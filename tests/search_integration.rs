//! Federated search integration tests over a realistic inventory fixture.

use tempfile::TempDir;

use udb::config::Config;
use udb::model::{DhcpRecord, DnsRecord, DnsZone, Entity, Kind, RecordType, Subnet, User, Vrf};
use udb::net::{Cidr, Mac};
use udb::search::{self, SearchOptions};
use udb::App;

fn test_app() -> (TempDir, App) {
    let temp_dir = TempDir::new().unwrap();
    let mut config = Config::default();
    config.db_uri = temp_dir.path().join("test.db").to_string_lossy().into_owned();
    let app = App::bootstrap(config).unwrap();
    (temp_dir, app)
}

fn cidr(s: &str) -> Cidr {
    Cidr::parse_normalized(s).unwrap()
}

/// Thirteen-entity inventory: one user, one VRF, four subnets, three zones,
/// one DHCP reservation and three DNS records, with comments on the DMZ
/// subnet, the bfh.ch zone and the foo.bfh.ch record.
fn add_records(app: &App) {
    let user_id = app.create(None, Entity::User(User::new("test"))).unwrap();
    let author = Some(user_id);
    let vrf_id = app.create(author, Entity::Vrf(Vrf::new("(default)"))).unwrap();

    let mut dmz = Subnet::new("DMZ", vrf_id, vec![cidr("147.87.250.0/24")]);
    dmz.meta.notes = "public".into();
    let dmz_id = app.create(author, Entity::Subnet(dmz)).unwrap();
    app.comment(author, Kind::Subnet, dmz_id, "Message on subnet").unwrap();

    let mut main4 = Subnet::new("its-main-4", vrf_id, vec![cidr("147.87.0.0/16")]);
    main4.meta.notes = "main".into();
    app.create(author, Entity::Subnet(main4)).unwrap();

    let mut main6 = Subnet::new(
        "its-main-6",
        vrf_id,
        vec![cidr("2002::1234:abcd:ffff:c0a8:101/64")],
    );
    main6.meta.notes = "main".into();
    app.create(author, Entity::Subnet(main6)).unwrap();

    let mut arz = Subnet::new("ARZ", vrf_id, vec![cidr("147.87.208.0/24")]);
    arz.meta.notes = "BE.net".into();
    app.create(author, Entity::Subnet(arz)).unwrap();

    let mut zone = DnsZone::new("bfh.ch");
    zone.meta.notes = "DMZ Zone".into();
    zone.subnet_ids = vec![dmz_id];
    let zone_id = app.create(author, Entity::DnsZone(zone)).unwrap();
    app.comment(author, Kind::DnsZone, zone_id, "Here is a message").unwrap();

    let mut science = DnsZone::new("bfh.science");
    science.meta.notes = "This is a note".into();
    app.create(author, Entity::DnsZone(science)).unwrap();

    let mut info = DnsZone::new("bfh.info");
    info.meta.notes = "This is a note".into();
    app.create(author, Entity::DnsZone(info)).unwrap();

    let mut dhcp = DhcpRecord::new(
        "147.87.250.1".parse().unwrap(),
        Mac::parse("00:ba:d5:a2:34:56").unwrap(),
    );
    dhcp.meta.notes = "webserver bla bla bla".into();
    app.create(author, Entity::DhcpRecord(dhcp)).unwrap();

    let foo_id = app
        .create(
            author,
            Entity::DnsRecord(DnsRecord::new("foo.bfh.ch", RecordType::A, "147.87.250.3")),
        )
        .unwrap();
    app.comment(author, Kind::DnsRecord, foo_id, "This is a message").unwrap();

    app.create(
        author,
        Entity::DnsRecord(DnsRecord::new("bar.bfh.ch", RecordType::A, "147.87.250.1")),
    )
    .unwrap();
    app.create(
        author,
        Entity::DnsRecord(DnsRecord::new("baz.bfh.ch", RecordType::A, "147.87.250.2")),
    )
    .unwrap();
}

#[test]
fn test_search_by_summary() {
    let (_guard, app) = test_app();
    add_records(&app);

    let hits = search::query(&app.store, "DMZ", &SearchOptions::default()).unwrap();
    let mut summaries: Vec<String> = hits.iter().map(|h| h.summary.clone()).collect();
    summaries.sort();
    assert_eq!(summaries, vec!["DMZ", "bfh.ch"]);
}

#[test]
fn test_search_by_message_body() {
    let (_guard, app) = test_app();
    add_records(&app);

    let options = SearchOptions {
        include_messages: true,
        ..Default::default()
    };
    let hits = search::query(&app.store, "message", &options).unwrap();
    let mut summaries: Vec<String> = hits.iter().map(|h| h.summary.clone()).collect();
    summaries.sort();
    assert_eq!(
        summaries,
        vec!["DMZ", "bfh.ch", "foo.bfh.ch = 147.87.250.3 (A)"]
    );
}

#[test]
fn test_search_subnet_by_range_fragment() {
    let (_guard, app) = test_app();
    add_records(&app);

    let hits = search::query(&app.store, "147.87.250", &SearchOptions::default()).unwrap();
    let keys: Vec<(String, i64)> = hits.iter().map(|h| (h.model_name.clone(), h.model_id)).collect();
    assert!(keys.iter().any(|(name, _)| name == "subnet"));
    assert!(keys.iter().any(|(name, _)| name == "dnsrecord"));
    assert!(keys.iter().any(|(name, _)| name == "dhcprecord"));
}

#[test]
fn test_search_excludes_deleted_by_default() {
    let (_guard, app) = test_app();
    add_records(&app);

    let hits = search::query(&app.store, "ARZ", &SearchOptions::default()).unwrap();
    assert_eq!(hits.len(), 1);
    let (kind, id) = (Kind::Subnet, hits[0].model_id);
    app.soft_delete(None, kind, id).unwrap();

    let hits = search::query(&app.store, "ARZ", &SearchOptions::default()).unwrap();
    assert!(hits.is_empty());

    let with_deleted = SearchOptions {
        include_deleted: true,
        ..Default::default()
    };
    let hits = search::query(&app.store, "ARZ", &with_deleted).unwrap();
    assert_eq!(hits.len(), 1);
}

#[test]
fn test_search_negation_and_or() {
    let (_guard, app) = test_app();
    add_records(&app);

    // `main` matches both its-main subnets; negating the IPv6 one leaves one
    let hits = search::query(&app.store, "main -its-main-6", &SearchOptions::default()).unwrap();
    assert_eq!(hits.len(), 1);
    assert_eq!(hits[0].summary, "its-main-4");

    let hits = search::query(&app.store, "DMZ OR ARZ", &SearchOptions::default()).unwrap();
    let mut summaries: Vec<String> = hits.iter().map(|h| h.summary.clone()).collect();
    summaries.sort();
    assert_eq!(summaries, vec!["ARZ", "DMZ", "bfh.ch"]);
}

#[test]
fn test_search_caps_results() {
    let (_guard, app) = test_app();
    let vrf_id = app.create(None, Entity::Vrf(Vrf::new("bulk"))).unwrap();
    for i in 0..120 {
        let mut subnet = Subnet::new(
            format!("bulk-{i}"),
            vrf_id,
            vec![cidr(&format!("10.{}.{}.0/24", i / 256, i % 256))],
        );
        subnet.meta.notes = "bulkload".into();
        app.create(None, Entity::Subnet(subnet)).unwrap();
    }

    let hits = search::query(&app.store, "bulkload", &SearchOptions::default()).unwrap();
    assert_eq!(hits.len(), search::MAX_RESULTS);
}

#[test]
fn test_rebuild_projection() {
    let (_guard, app) = test_app();
    add_records(&app);

    let before = search::query(&app.store, "DMZ", &SearchOptions::default()).unwrap();
    let rebuilt = search::rebuild(&app.store).unwrap();
    assert!(rebuilt >= 10, "all searchable entities reindexed, got {rebuilt}");
    let after = search::query(&app.store, "DMZ", &SearchOptions::default()).unwrap();
    assert_eq!(before.len(), after.len());
}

━━━━

* Work to complete: Please transcribe the data shown above in full, exactly as it stands.

* Your solution:
filename tests/search_integration.rs
//! Federated search integration tests over a realistic inventory fixture.

use tempfile::TempDir;

use udb::config::Config;
use udb::model::{DhcpRecord, DnsRecord, DnsZone, Entity, Kind, RecordType, Subnet, User, Vrf};
use udb::net::{Cidr, Mac};
use udb::search::{self, SearchOptions};
use udb::App;

fn test_app() -> (TempDir, App) {
    let temp_dir = TempDir::new().unwrap();
    let mut config = Config::default();
    config.db_uri = temp_dir.path().join("test.db").to_string_lossy().into_owned();
    let app = App::bootstrap(config).unwrap();
    (temp_dir, app)
}

fn cidr(s: &str) -> Cidr {
    Cidr::parse_normalized(s).unwrap()
}

/// Thirteen-entity inventory: one user, one VRF, four subnets, three zones,
/// one DHCP reservation and three DNS records, with comments on the DMZ
/// subnet, the bfh.ch zone and the foo.bfh.ch record.
fn add_records(app: &App) {
    let user_id = app.create(None, Entity::User(User::new("test"))).unwrap();
    let author = Some(user_id);
    let vrf_id = app.create(author, Entity::Vrf(Vrf::new("(default)"))).unwrap();

    let mut dmz = Subnet::new("DMZ", vrf_id, vec![cidr("147.87.250.0/24")]);
    dmz.meta.notes = "public".into();
    let dmz_id = app.create(author, Entity::Subnet(dmz)).unwrap();
    app.comment(author, Kind::Subnet, dmz_id, "Message on subnet").unwrap();

    let mut main4 = Subnet::new("its-main-4", vrf_id, vec![cidr("147.87.0.0/16")]);
    main4.meta.notes = "main".into();
    app.create(author, Entity::Subnet(main4)).unwrap();

    let mut main6 = Subnet::new(
        "its-main-6",
        vrf_id,
        vec![cidr("2002::1234:abcd:ffff:c0a8:101/64")],
    );
    main6.meta.notes = "main".into();
    app.create(author, Entity::Subnet(main6)).unwrap();

    let mut arz = Subnet::new("ARZ", vrf_id, vec![cidr("147.87.208.0/24")]);
    arz.meta.notes = "BE.net".into();
    app.create(author, Entity::Subnet(arz)).unwrap();

    let mut zone = DnsZone::new("bfh.ch");
    zone.meta.notes = "DMZ Zone".into();
    zone.subnet_ids = vec![dmz_id];
    let zone_id = app.create(author, Entity::DnsZone(zone)).unwrap();
    app.comment(author, Kind::DnsZone, zone_id, "Here is a message").unwrap();

    let mut science = DnsZone::new("bfh.science");
    science.meta.notes = "This is a note".into();
    app.create(author, Entity::DnsZone(science)).unwrap();

    let mut info = DnsZone::new("bfh.info");
    info.meta.notes = "This is a note".into();
    app.create(author, Entity::DnsZone(info)).unwrap();

    let mut dhcp = DhcpRecord::new(
        "147.87.250.1".parse().unwrap(),
        Mac::parse("00:ba:d5:a2:34:56").unwrap(),
    );
    dhcp.meta.notes = "webserver bla bla bla".into();
    app.create(author, Entity::DhcpRecord(dhcp)).unwrap();

    let foo_id = app
        .create(
            author,
            Entity::DnsRecord(DnsRecord::new("foo.bfh.ch", RecordType::A, "147.87.250.3")),
        )
        .unwrap();
    app.comment(author, Kind::DnsRecord, foo_id, "This is a message").unwrap();

    app.create(
        author,
        Entity::DnsRecord(DnsRecord::new("bar.bfh.ch", RecordType::A, "147.87.250.1")),
    )
    .unwrap();
    app.create(
        author,
        Entity::DnsRecord(DnsRecord::new("baz.bfh.ch", RecordType::A, "147.87.250.2")),
    )
    .unwrap();
}

#[test]
fn test_search_by_summary() {
    let (_guard, app) = test_app();
    add_records(&app);

    let hits = search::query(&app.store, "DMZ", &SearchOptions::default()).unwrap();
    let mut summaries: Vec<String> = hits.iter().map(|h| h.summary.clone()).collect();
    summaries.sort();
    assert_eq!(summaries, vec!["DMZ", "bfh.ch"]);
}

#[test]
fn test_search_by_message_body() {
    let (_guard, app) = test_app();
    add_records(&app);

    let options = SearchOptions {
        include_messages: true,
        ..Default::default()
    };
    let hits = search::query(&app.store, "message", &options).unwrap();
    let mut summaries: Vec<String> = hits.iter().map(|h| h.summary.clone()).collect();
    summaries.sort();
    assert_eq!(
        summaries,
        vec!["DMZ", "bfh.ch", "foo.bfh.ch = 147.87.250.3 (A)"]
    );
}

#[test]
fn test_search_subnet_by_range_fragment() {
    let (_guard, app) = test_app();
    add_records(&app);

    let hits = search::query(&app.store, "147.87.250", &SearchOptions::default()).unwrap();
    let keys: Vec<(String, i64)> = hits.iter().map(|h| (h.model_name.clone(), h.model_id)).collect();
    assert!(keys.iter().any(|(name, _)| name == "subnet"));
    assert!(keys.iter().any(|(name, _)| name == "dnsrecord"));
    assert!(keys.iter().any(|(name, _)| name == "dhcprecord"));
}

#[test]
fn test_search_excludes_deleted_by_default() {
    let (_guard, app) = test_app();
    add_records(&app);

    let hits = search::query(&app.store, "ARZ", &SearchOptions::default()).unwrap();
    assert_eq!(hits.len(), 1);
    let (kind, id) = (Kind::Subnet, hits[0].model_id);
    app.soft_delete(None, kind, id).unwrap();

    let hits = search::query(&app.store, "ARZ", &SearchOptions::default()).unwrap();
    assert!(hits.is_empty());

    let with_deleted = SearchOptions {
        include_deleted: true,
        ..Default::default()
    };
    let hits = search::query(&app.store, "ARZ", &with_deleted).unwrap();
    assert_eq!(hits.len(), 1);
}

#[test]
fn test_search_negation_and_or() {
    let (_guard, app) = test_app();
    add_records(&app);

    // `main` matches both its-main subnets; negating the IPv6 one leaves one
    let hits = search::query(&app.store, "main -its-main-6", &SearchOptions::default()).unwrap();
    assert_eq!(hits.len(), 1);
    assert_eq!(hits[0].summary, "its-main-4");

    let hits = search::query(&app.store, "DMZ OR ARZ", &SearchOptions::default()).unwrap();
    let mut summaries: Vec<String> = hits.iter().map(|h| h.summary.clone()).collect();
    summaries.sort();
    assert_eq!(summaries, vec!["ARZ", "DMZ", "bfh.ch"]);
}

#[test]
fn test_search_caps_results() {
    let (_guard, app) = test_app();
    let vrf_id = app.create(None, Entity::Vrf(Vrf::new("bulk"))).unwrap();
    for i in 0..120 {
        let mut subnet = Subnet::new(
            format!("bulk-{i}"),
            vrf_id,
            vec![cidr(&format!("10.{}.{}.0/24", i / 256, i % 256))],
        );
        subnet.meta.notes = "bulkload".into();
        app.create(None, Entity::Subnet(subnet)).unwrap();
    }

    let hits = search::query(&app.store, "bulkload", &SearchOptions::default()).unwrap();
    assert_eq!(hits.len(), search::MAX_RESULTS);
}

#[test]
fn test_rebuild_projection() {
    let (_guard, app) = test_app();
    add_records(&app);

    let before = search::query(&app.store, "DMZ", &SearchOptions::default()).unwrap();
    let rebuilt = search::rebuild(&app.store).unwrap();
    assert!(rebuilt >= 10, "all searchable entities reindexed, got {rebuilt}");
    let after = search::query(&app.store, "DMZ", &SearchOptions::default()).unwrap();
    assert_eq!(before.len(), after.len());
}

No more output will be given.